I have always used films in my lessons at school and university, in order to better convey to pupils and students the contents of a particular aspect of the foreign - more specifically German - literature or culture occurred in the course.
Celluloid material is well-known all over the world as an efficient didactic possibility in order to implement students’ motivation and curiosity about a specific topic of a whatever subject, not necessarily involving a foreign language. Moreover it is an efficient teaching method when applied to foreign language learning: films in their original versions are often included in didactics to let students and pupils hear the correct pronunciation of the target language, get them used to its sound and see how it is actually employed in everyday life. But cinema can especially be considered to be a powerful tool for developing social consciousness and historical approaches.

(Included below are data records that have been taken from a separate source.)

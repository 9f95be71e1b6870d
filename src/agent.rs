//! LLM analysis of fetched tweets over the Anthropic Messages API.

use crate::config::AgentConfig;
use crate::error::{Error, Result};
use crate::types::Tweet;
use reqwest::Client;
use serde::{Deserialize, Serialize};
use std::fs;
use std::path::Path;

pub const DEFAULT_BASE_URL: &str = "https://api.z.ai/api/anthropic";
pub const DEFAULT_FOCUS: &str = "news and insights";

/// Environment variables checked for an API key, in order
pub const API_KEY_VARS: [&str; 3] = ["ANTHROPIC_AUTH_TOKEN", "ANTHROPIC_API_KEY", "ZAI_API_KEY"];
pub const BASE_URL_VAR: &str = "ANTHROPIC_BASE_URL";

pub const DEFAULT_SYSTEM_PROMPT: &str = include_str!("../prompts/system.md");
pub const DEFAULT_ANALYSIS_PROMPT: &str = include_str!("../prompts/analysis.md");

const ANTHROPIC_VERSION: &str = "2023-06-01";
const CONTINUE_PROMPT: &str = "Continue exactly where you left off.";

/// Substitute `{tweets}` and `{focus}` in a prompt template.
///
/// Any other brace sequence, in the template or in the substituted values,
/// is copied through untouched.
pub fn render_analysis_prompt(template: &str, tweets: &str, focus: &str) -> String {
    let mut out = String::with_capacity(template.len() + tweets.len() + focus.len());
    let mut rest = template;

    while let Some(start) = rest.find('{') {
        out.push_str(&rest[..start]);
        let tail = &rest[start..];
        if let Some(after) = tail.strip_prefix("{tweets}") {
            out.push_str(tweets);
            rest = after;
        } else if let Some(after) = tail.strip_prefix("{focus}") {
            out.push_str(focus);
            rest = after;
        } else {
            out.push('{');
            rest = &tail[1..];
        }
    }

    out.push_str(rest);
    out
}

/// `@user: text` followed by a link to the tweet
pub fn format_tweet_for_analysis(tweet: &Tweet) -> String {
    format!(
        "@{user}: {text}\n🔗 https://x.com/{user}/status/{id}",
        user = tweet.author_username(),
        text = tweet.text(),
        id = tweet.id()
    )
}

pub fn format_tweets_for_analysis<'a, I>(tweets: I) -> String
where
    I: IntoIterator<Item = &'a Tweet>,
{
    tweets
        .into_iter()
        .map(format_tweet_for_analysis)
        .collect::<Vec<_>>()
        .join("\n\n---\n\n")
}

/// Read a prompt file, or use the built-in default when no path is given
pub fn load_prompt(path: Option<&Path>, default: &str) -> Result<String> {
    match path {
        Some(path) => {
            tracing::debug!("Loading prompt from {}", path.display());
            Ok(fs::read_to_string(path)?)
        }
        None => Ok(default.to_string()),
    }
}

/// USD per million (input, output) tokens
pub fn model_pricing(model: &str) -> (f64, f64) {
    let model = model.to_lowercase();
    if model.contains("opus") {
        (15.0, 75.0)
    } else if model.contains("haiku") {
        (0.80, 4.0)
    } else {
        (3.0, 15.0)
    }
}

/// Cost in USD of a single request
pub fn request_cost(model: &str, usage: &Usage) -> f64 {
    let (input, output) = model_pricing(model);
    (usage.input_tokens as f64 * input + usage.output_tokens as f64 * output) / 1_000_000.0
}

/// Resolved settings for talking to the model
#[derive(Debug, Clone)]
pub struct AgentOptions {
    pub base_url: String,
    pub api_key: String,
    pub model: String,
    pub fallback_model: String,
    pub max_turns: u32,
    pub max_budget_usd: f64,
    pub max_tokens: u32,
    pub system_prompt: String,
}

impl AgentOptions {
    /// Build options from config and the process environment
    pub fn from_config(config: &AgentConfig, system_prompt: String) -> Result<Self> {
        Self::from_config_with(config, system_prompt, |key| std::env::var(key).ok())
    }

    /// Build options from config, resolving the API key and base URL
    /// through `lookup`
    pub fn from_config_with<F>(config: &AgentConfig, system_prompt: String, lookup: F) -> Result<Self>
    where
        F: Fn(&str) -> Option<String>,
    {
        let api_key = API_KEY_VARS
            .iter()
            .filter_map(|key| lookup(key))
            .map(|value| value.trim().to_string())
            .find(|value| !value.is_empty())
            .ok_or_else(|| {
                Error::Agent(format!(
                    "No API key found. Set {} environment variable.",
                    API_KEY_VARS.join(", ")
                ))
            })?;

        let base_url = lookup(BASE_URL_VAR)
            .map(|url| url.trim().trim_end_matches('/').to_string())
            .filter(|url| !url.is_empty())
            .unwrap_or_else(|| DEFAULT_BASE_URL.to_string());

        Ok(Self {
            base_url,
            api_key,
            model: config.model.clone(),
            fallback_model: config.fallback_model.clone(),
            max_turns: config.max_turns,
            max_budget_usd: config.max_budget_usd,
            max_tokens: config.max_tokens,
            system_prompt,
        })
    }
}

#[derive(Debug, Clone, Serialize)]
struct ApiMessage {
    role: &'static str,
    content: String,
}

#[derive(Debug, Serialize)]
struct MessagesRequest<'a> {
    model: &'a str,
    max_tokens: u32,
    system: &'a str,
    messages: &'a [ApiMessage],
}

#[derive(Debug, Clone, Default, Deserialize)]
pub struct Usage {
    #[serde(default)]
    pub input_tokens: u64,
    #[serde(default)]
    pub output_tokens: u64,
}

#[derive(Debug, Deserialize)]
struct ContentBlock {
    #[serde(rename = "type")]
    kind: String,
    #[serde(default)]
    text: Option<String>,
}

#[derive(Debug, Deserialize)]
struct MessagesResponse {
    #[serde(default)]
    content: Vec<ContentBlock>,
    #[serde(default)]
    stop_reason: Option<String>,
    #[serde(default)]
    usage: Usage,
}

impl MessagesResponse {
    fn text(&self) -> String {
        self.content
            .iter()
            .filter(|block| block.kind == "text")
            .filter_map(|block| block.text.as_deref())
            .collect()
    }
}

/// Result of an analysis run
#[derive(Debug, Clone)]
pub struct Analysis {
    pub text: String,
    pub model: String,
    pub turns: u32,
    pub cost_usd: f64,
}

/// Sends analysis prompts to the model
#[derive(Debug, Clone)]
pub struct AnalysisAgent {
    client: Client,
    options: AgentOptions,
}

impl AnalysisAgent {
    pub fn new(options: AgentOptions) -> Self {
        Self::with_client(Client::new(), options)
    }

    pub fn with_client(client: Client, options: AgentOptions) -> Self {
        tracing::info!(
            "Agent configured: base_url={} model={}",
            options.base_url,
            options.model
        );
        Self { client, options }
    }

    pub fn options(&self) -> &AgentOptions {
        &self.options
    }

    async fn send(&self, model: &str, messages: &[ApiMessage]) -> Result<MessagesResponse> {
        let url = format!("{}/v1/messages", self.options.base_url);
        let body = MessagesRequest {
            model,
            max_tokens: self.options.max_tokens,
            system: &self.options.system_prompt,
            messages,
        };

        let response = self
            .client
            .post(&url)
            .header("x-api-key", &self.options.api_key)
            .bearer_auth(&self.options.api_key)
            .header("anthropic-version", ANTHROPIC_VERSION)
            .json(&body)
            .send()
            .await?;

        let status = response.status();
        if !status.is_success() {
            let body = response.text().await.unwrap_or_default();
            return Err(Error::Agent(format!("{} returned {}: {}", url, status, body)));
        }

        Ok(response.json().await?)
    }

    /// Send a prompt, following up while the reply is cut off by the token
    /// limit. Stops at `max_turns` or once spending reaches the budget.
    /// The fallback model is tried once if the primary model's first request
    /// fails.
    pub async fn query(&self, prompt: &str) -> Result<Analysis> {
        let mut model = self.options.model.clone();
        let mut messages = vec![ApiMessage {
            role: "user",
            content: prompt.to_string(),
        }];
        let mut text = String::new();
        let mut cost = 0.0;
        let mut turns = 0;

        while turns < self.options.max_turns {
            let response = match self.send(&model, &messages).await {
                Ok(response) => response,
                Err(e) if turns == 0 && model != self.options.fallback_model => {
                    tracing::warn!(
                        "Model {} failed ({}), retrying with {}",
                        model,
                        e,
                        self.options.fallback_model
                    );
                    model = self.options.fallback_model.clone();
                    self.send(&model, &messages).await?
                }
                Err(e) => return Err(e),
            };
            turns += 1;
            cost += request_cost(&model, &response.usage);

            let chunk = response.text();
            text.push_str(&chunk);

            if response.stop_reason.as_deref() != Some("max_tokens") {
                break;
            }
            if cost >= self.options.max_budget_usd {
                tracing::warn!(
                    "Budget of ${:.2} reached after {} turns, stopping",
                    self.options.max_budget_usd,
                    turns
                );
                break;
            }

            messages.push(ApiMessage {
                role: "assistant",
                content: chunk,
            });
            messages.push(ApiMessage {
                role: "user",
                content: CONTINUE_PROMPT.to_string(),
            });
        }

        tracing::info!("Query cost: ${:.4} over {} turn(s)", cost, turns);
        Ok(Analysis {
            text,
            model,
            turns,
            cost_usd: cost,
        })
    }

    /// Analyze already formatted tweets with an analysis template
    pub async fn analyze_tweets(&self, template: &str, tweets: &str, focus: &str) -> Result<Analysis> {
        self.query(&render_analysis_prompt(template, tweets, focus)).await
    }
}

Personally I have always used films to make the class aware of the real context of use of German in specific periods in the history of the country (e.g. Berlin Wall history). Nevertheless, during the viewing of such material, I also realized how interesting it could turn out to be, if used as a resource for grammar and morphosyntactic purposes as well. This can be made in different ways and from different points of view. In the present paper I will try to suggest some possible ways of analyzing film in order to find out important grammatical contents in it and conversely, but more difficult, of dealing with specific linguistic structures, tracing them out in different movie segments.